Her first-round draw against Cornet was tricky. Cornet was playing in her 63rd straight Grand Slam and came into the US Open off a year packed with impressive results – like her run to the Australian Open quarterfinal, and victory at Wimbledon over world No.1 Iga Swiatek.
But as Raducanu was asked about her prospects for the tournament, she deflected away any notion of her being under increased pressure as the reigning champion.
“I think defending a title is just something that the press makes up. I’m just taking it one match at a time. Like, every single player is very capable in this draw. I just focus on what I’m doing, my own trajectory. As I said last year, I’m just going to do things my way.”
But it was inescapable: The wall of former winners on the flagpoles alongside the Plaza at Flushing Meadows all led to that image of her holding the trophy. In a fortnight, there’ll be someone else added to that line of champions.

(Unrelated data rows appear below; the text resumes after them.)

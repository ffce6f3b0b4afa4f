//! Alert content handed to a notifier.

use serde::{Deserialize, Serialize};

/// Green, used when at least one SKU is available.
pub const COLOR_AVAILABLE: u32 = 0x00FF00;

/// Red, used when nothing is available.
pub const COLOR_SOLD_OUT: u32 = 0xFF0000;

/// What happened to an alert handed to a notifier.
#[derive(Debug, Clone, Copy, PartialEq, Eq, Serialize, Deserialize)]
pub enum Delivery {
    /// The channel accepted the alert
    Sent,
    /// No channel is configured; nothing left the process
    Skipped,
    /// The channel rejected the alert or could not be reached
    Failed,
}

/// Rendered alert, independent of the delivery channel.
#[derive(Debug, Clone, Serialize, Deserialize, PartialEq, Eq)]
pub struct Alert {
    /// Attention line shown above the card
    pub mention: String,

    /// Card title
    pub title: String,

    /// Link to the product page
    pub url: String,

    /// Markdown bullet list or sold-out message
    pub description: String,

    /// Card color
    pub color: u32,

    /// Footer text with the available count
    pub footer: String,
}
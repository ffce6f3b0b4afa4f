//! Application configuration structures.

use std::fs;
use std::path::{Path, PathBuf};

use serde::{Deserialize, Serialize};
use url::Url;

use crate::error::{AppError, Result};
use crate::models::PageSelectors;

/// Root application configuration.
#[derive(Debug, Clone, Serialize, Deserialize)]
pub struct Config {
    /// What to watch and where to keep state
    #[serde(default)]
    pub watch: WatchConfig,

    /// HTTP fetch behavior
    #[serde(default)]
    pub fetch: FetchConfig,

    /// Markup vocabulary of the configurator page
    #[serde(default)]
    pub page: PageSelectors,

    /// Facets to visit, one extraction pass each
    #[serde(default = "defaults::facets")]
    pub facets: Vec<Facet>,

    /// Alert delivery settings
    #[serde(default)]
    pub notify: NotifyConfig,
}

impl Config {
    /// Load configuration from a TOML file.
    pub fn load(path: impl AsRef<Path>) -> Result<Self> {
        let path = path.as_ref();
        let content = fs::read_to_string(path)
            .map_err(|e| AppError::config(format!("cannot read {}: {e}", path.display())))?;
        Ok(toml::from_str(&content)?)
    }

    /// Load configuration, or defaults when the file does not exist.
    ///
    /// A file that exists but cannot be read or parsed is an error.
    pub fn load_if_present(path: impl AsRef<Path>) -> Result<Self> {
        let path = path.as_ref();
        if !path.exists() {
            log::info!("No config at {}, using defaults", path.display());
            return Ok(Self::default());
        }
        let config = Self::load(path)?;
        log::info!("Loaded configuration from {}", path.display());
        Ok(config)
    }

    /// Apply environment overrides.
    ///
    /// `lookup` is usually `std::env::var(..).ok()`; tests pass a map.
    pub fn apply_env<F>(&mut self, lookup: F)
    where
        F: Fn(&str) -> Option<String>,
    {
        if let Some(value) = lookup("FORCE_NOTIFY") {
            self.watch.force_notify = value.trim() == "true";
        }
        if let Some(value) = lookup("DISCORD_WEBHOOK_URL") {
            let value = value.trim();
            self.notify.webhook_url = (!value.is_empty()).then(|| value.to_string());
        }
        if let Some(value) = lookup("PRODUCT_URL") {
            self.watch.product_url = value.trim().to_string();
        }
        if let Some(value) = lookup("STATUS_FILE") {
            self.watch.status_file = PathBuf::from(value.trim());
        }
    }

    /// Validate configuration values for basic sanity.
    pub fn validate(&self) -> Result<()> {
        Url::parse(&self.watch.product_url).map_err(|e| {
            AppError::validation(format!(
                "watch.product_url '{}' is not a valid URL: {e}",
                self.watch.product_url
            ))
        })?;
        if self.watch.status_file.as_os_str().is_empty() {
            return Err(AppError::validation("watch.status_file is empty"));
        }
        if self.fetch.user_agent.trim().is_empty() {
            return Err(AppError::validation("fetch.user_agent is empty"));
        }
        if self.fetch.timeout_secs == 0 {
            return Err(AppError::validation("fetch.timeout_secs must be > 0"));
        }
        if self.notify.timeout_secs == 0 {
            return Err(AppError::validation("notify.timeout_secs must be > 0"));
        }
        if let Some(webhook) = &self.notify.webhook_url {
            Url::parse(webhook).map_err(|e| {
                AppError::validation(format!("notify.webhook_url is not a valid URL: {e}"))
            })?;
        }
        if self.facets.is_empty() {
            return Err(AppError::validation("No facets defined"));
        }
        for facet in &self.facets {
            if facet.label.trim().is_empty() {
                return Err(AppError::validation("facet label is empty"));
            }
            if facet.match_token.trim().is_empty() {
                return Err(AppError::validation(format!(
                    "facet '{}' has an empty match_token",
                    facet.label
                )));
            }
            if let Some(url) = &facet.url {
                Url::parse(url).map_err(|e| {
                    AppError::validation(format!("facet '{}' url is invalid: {e}", facet.label))
                })?;
            }
        }
        self.page.validate()
    }
}

impl Default for Config {
    fn default() -> Self {
        Self {
            watch: WatchConfig::default(),
            fetch: FetchConfig::default(),
            page: PageSelectors::default(),
            facets: defaults::facets(),
            notify: NotifyConfig::default(),
        }
    }
}

/// The three settings that define one watch run.
#[derive(Debug, Clone, Serialize, Deserialize)]
pub struct WatchConfig {
    /// Configurator page to inspect
    #[serde(default = "defaults::product_url")]
    pub product_url: String,

    /// JSON file holding the last reported snapshot
    #[serde(default = "defaults::status_file")]
    pub status_file: PathBuf,

    /// Alert unconditionally and leave the snapshot untouched
    #[serde(default)]
    pub force_notify: bool,
}

impl Default for WatchConfig {
    fn default() -> Self {
        Self {
            product_url: defaults::product_url(),
            status_file: defaults::status_file(),
            force_notify: false,
        }
    }
}

/// HTTP client settings for page fetches.
#[derive(Debug, Clone, Serialize, Deserialize)]
pub struct FetchConfig {
    /// User-Agent header for HTTP requests
    #[serde(default = "defaults::user_agent")]
    pub user_agent: String,

    /// Request timeout in seconds
    #[serde(default = "defaults::timeout")]
    pub timeout_secs: u64,
}

impl Default for FetchConfig {
    fn default() -> Self {
        Self {
            user_agent: defaults::user_agent(),
            timeout_secs: defaults::timeout(),
        }
    }
}

/// A mutually exclusive configurator option that gates visible tiles.
#[derive(Debug, Clone, Serialize, Deserialize, PartialEq, Eq)]
pub struct Facet {
    /// Display label stamped on extracted records
    pub label: String,

    /// Substring expected in a tile's metadata attribute
    pub match_token: String,

    /// Page URL with this facet preselected, if it differs from the product URL
    #[serde(default, skip_serializing_if = "Option::is_none")]
    pub url: Option<String>,
}

impl Facet {
    pub fn new(label: impl Into<String>, match_token: impl Into<String>) -> Self {
        Self {
            label: label.into(),
            match_token: match_token.into(),
            url: None,
        }
    }
}

/// Alert delivery settings.
#[derive(Debug, Clone, Serialize, Deserialize)]
pub struct NotifyConfig {
    /// Webhook endpoint; alerts are skipped when unset
    #[serde(default)]
    pub webhook_url: Option<String>,

    /// Product name used in alert titles
    #[serde(default = "defaults::product_name")]
    pub product_name: String,

    /// Webhook request timeout in seconds
    #[serde(default = "defaults::notify_timeout")]
    pub timeout_secs: u64,
}

impl Default for NotifyConfig {
    fn default() -> Self {
        Self {
            webhook_url: None,
            product_name: defaults::product_name(),
            timeout_secs: defaults::notify_timeout(),
        }
    }
}

mod defaults {
    use std::path::PathBuf;

    use super::Facet;

    pub fn product_url() -> String {
        "https://www.microsoft.com/en-us/store/configure/surface-pro-10-for-business/8p7h1dg85brj"
            .into()
    }
    pub fn status_file() -> PathBuf {
        PathBuf::from("status.json")
    }

    // Fetch defaults
    pub fn user_agent() -> String {
        "Mozilla/5.0 (Windows NT 10.0; Win64; x64) AppleWebKit/537.36 (KHTML, like Gecko) Chrome/120.0.0.0 Safari/537.36".into()
    }
    pub fn timeout() -> u64 {
        15
    }

    // Notify defaults
    pub fn product_name() -> String {
        "Surface Pro 10 for Business (Certified Refurbished)".into()
    }
    pub fn notify_timeout() -> u64 {
        10
    }

    pub fn facets() -> Vec<Facet> {
        vec![
            Facet::new("Intel Core Ultra 5 (135U)", "Ultra 5"),
            Facet::new("Intel Core Ultra 7 (165U)", "Ultra 7"),
        ]
    }
}
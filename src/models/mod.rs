// src/models/mod.rs

//! Domain models for the watcher.

mod alert;
mod config;
mod selectors;
mod sku;

pub use alert::{Alert, COLOR_AVAILABLE, COLOR_SOLD_OUT, Delivery};
pub use config::{Config, Facet, FetchConfig, NotifyConfig, WatchConfig};
pub use selectors::PageSelectors;
pub use sku::{Inventory, SkuRecord, StockStatus, dedup_by_identity};
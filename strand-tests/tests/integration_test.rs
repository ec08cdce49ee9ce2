//! Integration tests for strand with a MySQL testcontainer
//!
//! These tests drive the full stack against a real server: pooled queries,
//! transactions, coroutines and in-flight sharing.
//!
//! A single container is shared across all tests using the `ctor` pattern.
//! Tests run sequentially with `serial_test` and reset the `accounts` table
//! before each run. When no container runtime is available the tests are
//! skipped.
//!
//! Container cleanup:
//! - The `watchdog` feature handles cleanup on CTRL+C or SIGTERM signals
//! - For normal process exit, `shutdown_hooks` signals the container thread to stop
//! - The container lives inside the thread, so it's dropped when the thread exits

use ctor::ctor;
use futures::future::join_all;
use serial_test::serial;
use std::sync::atomic::{AtomicBool, Ordering};
use std::sync::OnceLock;
use std::thread::{self, JoinHandle};
use std::time::Duration;
use testcontainers::{runners::AsyncRunner, ContainerAsync};
use testcontainers_modules::mysql::Mysql;
use tracing_subscriber::EnvFilter;

use strand::{
    DatabaseConfig, Error, FromRow, Outcome, Query, Role, Row, Runtime, ServerConfig, Step,
    SystemCall, TransactionState, Yield,
};

// Host and port of the running container, None when it could not start
static DB_ADDR: OnceLock<Option<(String, u16)>> = OnceLock::new();
// Flag to signal the container thread to exit
static SHUTDOWN: AtomicBool = AtomicBool::new(false);
// Thread handle for joining on exit
static CONTAINER_THREAD: OnceLock<JoinHandle<()>> = OnceLock::new();

extern "C" fn cleanup_on_exit() {
    SHUTDOWN.store(true, Ordering::SeqCst);
    std::thread::sleep(Duration::from_millis(500));
}

#[ctor]
fn setup_container() {
    shutdown_hooks::add_shutdown_hook(cleanup_on_exit);

    // Priority: RUST_LOG env var > config.log_level > warn
    let log_level = base_config().log_level.unwrap_or_else(|| "warn".to_string());
    let filter = EnvFilter::try_from_default_env().unwrap_or_else(|_| EnvFilter::new(log_level));
    let _ = tracing_subscriber::fmt()
        .with_env_filter(filter)
        .with_test_writer()
        .try_init();

    let (ready_tx, ready_rx) = std::sync::mpsc::channel();

    let handle = thread::spawn(move || {
        let rt = tokio::runtime::Runtime::new().unwrap();
        rt.block_on(async {
            let container: ContainerAsync<Mysql> = match Mysql::default().start().await {
                Ok(container) => container,
                Err(e) => {
                    eprintln!("skipping MySQL integration tests: {}", e);
                    let _ = ready_tx.send(None);
                    return;
                }
            };
            let port = container.get_host_port_ipv4(3306).await.unwrap();
            let _ = ready_tx.send(Some(("127.0.0.1".to_string(), port)));

            // Keep container alive until shutdown is signaled
            while !SHUTDOWN.load(Ordering::Relaxed) {
                tokio::time::sleep(Duration::from_millis(100)).await;
            }
        });
    });

    let _ = CONTAINER_THREAD.set(handle);

    let addr = ready_rx.recv().unwrap_or(None);
    let _ = DB_ADDR.set(addr);
}

fn base_config() -> DatabaseConfig {
    DatabaseConfig::from_toml_str(include_str!("strand-test.toml")).unwrap()
}

fn test_config() -> Option<DatabaseConfig> {
    let (host, port) = DB_ADDR.get()?.clone()?;
    let config = base_config().with_server(
        "main",
        ServerConfig {
            role: Role::Master,
            host,
            port,
            username: "root".into(),
            password: String::new(),
            dbname: "test".into(),
            num_connection: 2,
            max_num_connection: 4,
        },
    );
    Some(config)
}

/// A runtime with a fresh `accounts` table, or None when MySQL is unavailable.
async fn setup() -> Option<Runtime> {
    let Some(config) = test_config() else {
        eprintln!("MySQL container not available, skipping");
        return None;
    };
    let runtime = Runtime::mysql(config).unwrap();
    for sql in [
        "DROP TABLE IF EXISTS accounts",
        "CREATE TABLE accounts (
            id BIGINT NOT NULL AUTO_INCREMENT PRIMARY KEY,
            email VARCHAR(255) NOT NULL UNIQUE,
            balance BIGINT NOT NULL DEFAULT 0
        )",
    ] {
        runtime.execute(Query::new("main", sql)).await.unwrap();
    }
    Some(runtime)
}

#[derive(Debug, PartialEq)]
struct Account {
    id: i64,
    email: String,
    balance: i64,
}

impl FromRow for Account {
    fn from_row(row: &Row) -> strand::Result<Self> {
        Ok(Self {
            id: row.get("id")?,
            email: row.get("email")?,
            balance: row.get("balance")?,
        })
    }
}

async fn insert_account(runtime: &Runtime, email: &str, balance: i64) -> u64 {
    let result = runtime
        .execute(
            Query::new("main", "INSERT INTO accounts (email, balance) VALUES (?, ?)")
                .bind(email)
                .bind(balance),
        )
        .await
        .unwrap();
    assert_eq!(result.rows_affected(), 1);
    result.last_insert_id().unwrap()
}

async fn balance_of(runtime: &Runtime, email: &str) -> Option<i64> {
    runtime
        .execute(Query::new("main", "SELECT balance FROM accounts WHERE email = ?").bind(email))
        .await
        .unwrap()
        .decode_optional::<Row>()
        .unwrap()
        .map(|row| row.get("balance").unwrap())
}

// ============ Query Tests ============

#[tokio::test]
#[serial]
async fn test_insert_and_select() {
    let Some(runtime) = setup().await else { return };

    let id = insert_account(&runtime, "alice@example.com", 100).await;
    let accounts: Vec<Account> = runtime
        .execute(Query::new("main", "SELECT id, email, balance FROM accounts WHERE id = ?").bind(id))
        .await
        .unwrap()
        .decode()
        .unwrap();

    assert_eq!(
        accounts,
        vec![Account {
            id: id as i64,
            email: "alice@example.com".into(),
            balance: 100,
        }]
    );
}

#[tokio::test]
#[serial]
async fn test_named_parameters() {
    let Some(runtime) = setup().await else { return };
    insert_account(&runtime, "bob@example.com", 40).await;

    let result = runtime
        .execute(
            Query::new(
                "main",
                "UPDATE accounts SET balance = balance + :amount WHERE email = :email",
            )
            .bind_named("amount", 2)
            .bind_named("email", "bob@example.com"),
        )
        .await
        .unwrap();
    assert_eq!(result.rows_affected(), 1);
    assert_eq!(balance_of(&runtime, "bob@example.com").await, Some(42));
}

#[tokio::test]
#[serial]
async fn test_many_concurrent_queries_share_the_pool() {
    let Some(runtime) = setup().await else { return };
    for i in 0..5 {
        insert_account(&runtime, &format!("user{}@example.com", i), i).await;
    }

    let queries: Vec<_> = (0..20)
        .map(|i| {
            runtime.execute(
                Query::new("main", "SELECT balance FROM accounts WHERE email = ?")
                    .bind(format!("user{}@example.com", i % 5)),
            )
        })
        .collect();
    let results = join_all(queries).await;

    for (i, result) in results.into_iter().enumerate() {
        assert_eq!(result.unwrap().scalar::<i64>().unwrap(), (i % 5) as i64);
    }
    let stats = runtime.pool().stats("main", Role::Master).unwrap();
    assert!(stats.open <= 4);
    assert_eq!(stats.pending, 0);
}

#[tokio::test]
#[serial]
async fn test_identical_reads_are_shared() {
    let Some(runtime) = setup().await else { return };
    insert_account(&runtime, "carol@example.com", 7).await;

    let query = Query::new("main", "SELECT balance FROM accounts WHERE email = ?")
        .bind("carol@example.com");
    let first = runtime.manager().execute_shared(query.clone());
    let second = runtime.manager().execute_shared(query);

    assert_eq!(first.await.unwrap().scalar::<i64>().unwrap(), 7);
    assert_eq!(second.await.unwrap().scalar::<i64>().unwrap(), 7);
}

#[tokio::test]
#[serial]
async fn test_server_error_is_reported() {
    let Some(runtime) = setup().await else { return };

    let err = runtime
        .execute(Query::new("main", "SELECT * FROM no_such_table"))
        .await
        .unwrap_err();
    assert!(matches!(err, Error::QueryExecution { code: 1146, .. }));

    // The connection survives a statement error
    assert_eq!(balance_of(&runtime, "nobody@example.com").await, None);
}

#[tokio::test]
#[serial]
async fn test_query_timeout() {
    let Some(runtime) = setup().await else { return };

    let err = runtime
        .execute(Query::new("main", "SELECT SLEEP(5)").timeout(Duration::from_millis(200)))
        .await
        .unwrap_err();
    assert!(matches!(err, Error::Timeout(_)));

    // The timed-out connection is closed and a fresh one serves the next query
    assert_eq!(
        runtime
            .execute(Query::new("main", "SELECT 1 AS one"))
            .await
            .unwrap()
            .scalar::<i64>()
            .unwrap(),
        1
    );
}

// ============ Transaction Tests ============

#[tokio::test]
#[serial]
async fn test_transaction_commit() {
    let Some(runtime) = setup().await else { return };
    insert_account(&runtime, "dave@example.com", 10).await;
    insert_account(&runtime, "erin@example.com", 10).await;

    let tx = runtime.manager().transaction("main");
    tx.start().await.unwrap();
    assert_eq!(tx.state(), TransactionState::Working);
    tx.execute(
        Query::new("main", "UPDATE accounts SET balance = balance - 5 WHERE email = ?")
            .bind("dave@example.com"),
    )
    .await
    .unwrap();
    tx.execute(
        Query::new("main", "UPDATE accounts SET balance = balance + 5 WHERE email = ?")
            .bind("erin@example.com"),
    )
    .await
    .unwrap();
    tx.commit().await.unwrap();

    assert_eq!(balance_of(&runtime, "dave@example.com").await, Some(5));
    assert_eq!(balance_of(&runtime, "erin@example.com").await, Some(15));
}

#[tokio::test]
#[serial]
async fn test_transaction_rollback() {
    let Some(runtime) = setup().await else { return };
    insert_account(&runtime, "frank@example.com", 10).await;

    let tx = runtime.manager().transaction("main");
    tx.start().await.unwrap();
    tx.execute(
        Query::new("main", "UPDATE accounts SET balance = 0 WHERE email = ?")
            .bind("frank@example.com"),
    )
    .await
    .unwrap();
    tx.rollback().await.unwrap();

    assert_eq!(balance_of(&runtime, "frank@example.com").await, Some(10));
}

#[tokio::test]
#[serial]
async fn test_dropped_transaction_is_not_committed() {
    let Some(runtime) = setup().await else { return };
    insert_account(&runtime, "grace@example.com", 10).await;

    {
        let tx = runtime.manager().transaction("main");
        tx.start().await.unwrap();
        tx.execute(
            Query::new("main", "UPDATE accounts SET balance = 99 WHERE email = ?")
                .bind("grace@example.com"),
        )
        .await
        .unwrap();
    }

    assert_eq!(balance_of(&runtime, "grace@example.com").await, Some(10));
}

// ============ Coroutine Tests ============

#[tokio::test]
#[serial]
async fn test_coroutine_reads_then_writes() {
    let Some(mut runtime) = setup().await else { return };
    insert_account(&runtime, "heidi@example.com", 3).await;

    let manager = runtime.manager().clone();
    let mut stage = 0;
    let handle = runtime.spawn(Box::new(
        move |input: strand::Result<Outcome>| -> strand::Result<Step> {
            stage += 1;
            match stage {
                1 => Ok(Step::Yield(Yield::Call(SystemCall::AcquireQueryGate))),
                2 => Ok(Step::Yield(Yield::query(manager.execute(
                    Query::new("main", "SELECT balance FROM accounts WHERE email = ?")
                        .bind("heidi@example.com"),
                )))),
                3 => {
                    let balance: i64 = input?.into_query()?.scalar()?;
                    Ok(Step::Yield(Yield::query(manager.execute(
                        Query::new("main", "UPDATE accounts SET balance = ? WHERE email = ?")
                            .bind(balance * 2)
                            .bind("heidi@example.com"),
                    ))))
                }
                _ => Ok(Step::Complete(
                    (input?.into_query()?.rows_affected() == 1).into(),
                )),
            }
        },
    ));

    runtime.run_until_idle().await;
    assert_eq!(handle.await.unwrap(), Outcome::Bool(true));
    assert_eq!(balance_of(&runtime, "heidi@example.com").await, Some(6));
}

#[tokio::test]
#[serial]
async fn test_coroutine_sees_query_errors() {
    let Some(mut runtime) = setup().await else { return };

    let manager = runtime.manager().clone();
    let mut asked = false;
    let handle = runtime.spawn(Box::new(
        move |input: strand::Result<Outcome>| -> strand::Result<Step> {
            if !asked {
                asked = true;
                return Ok(Step::Yield(Yield::query(
                    manager.execute(Query::new("main", "SELECT * FROM no_such_table")),
                )));
            }
            match input {
                Err(Error::QueryExecution { code, .. }) => {
                    Ok(Step::Complete(Outcome::Id(code as u64)))
                }
                other => other.map(Step::Complete),
            }
        },
    ));

    runtime.run_until_idle().await;
    assert_eq!(handle.await.unwrap(), Outcome::Id(1146));
}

Her priority for next year is to put consistent weeks of tennis together to build momentum and progression. She enjoyed the six weeks leading into the US Open and the development she saw in her game. Now comes the next chapter and there’s a side of her which — although devastated with surrendering her US Open crown — will relish the challenges ahead and navigating yet more fresh territory.
“I mean, obviously [it’s] really disappointing, really sad to leave here,” Raducanu said after the defeat. “It’s probably my favorite tournament. But also, I mean, in a way [I’m] happy because it’s a clean slate. I’m going to drop down the rankings. Climb my way back up. In a way the target will be off my back slightly. Yeah, I just have another chance to claw my way back up there.”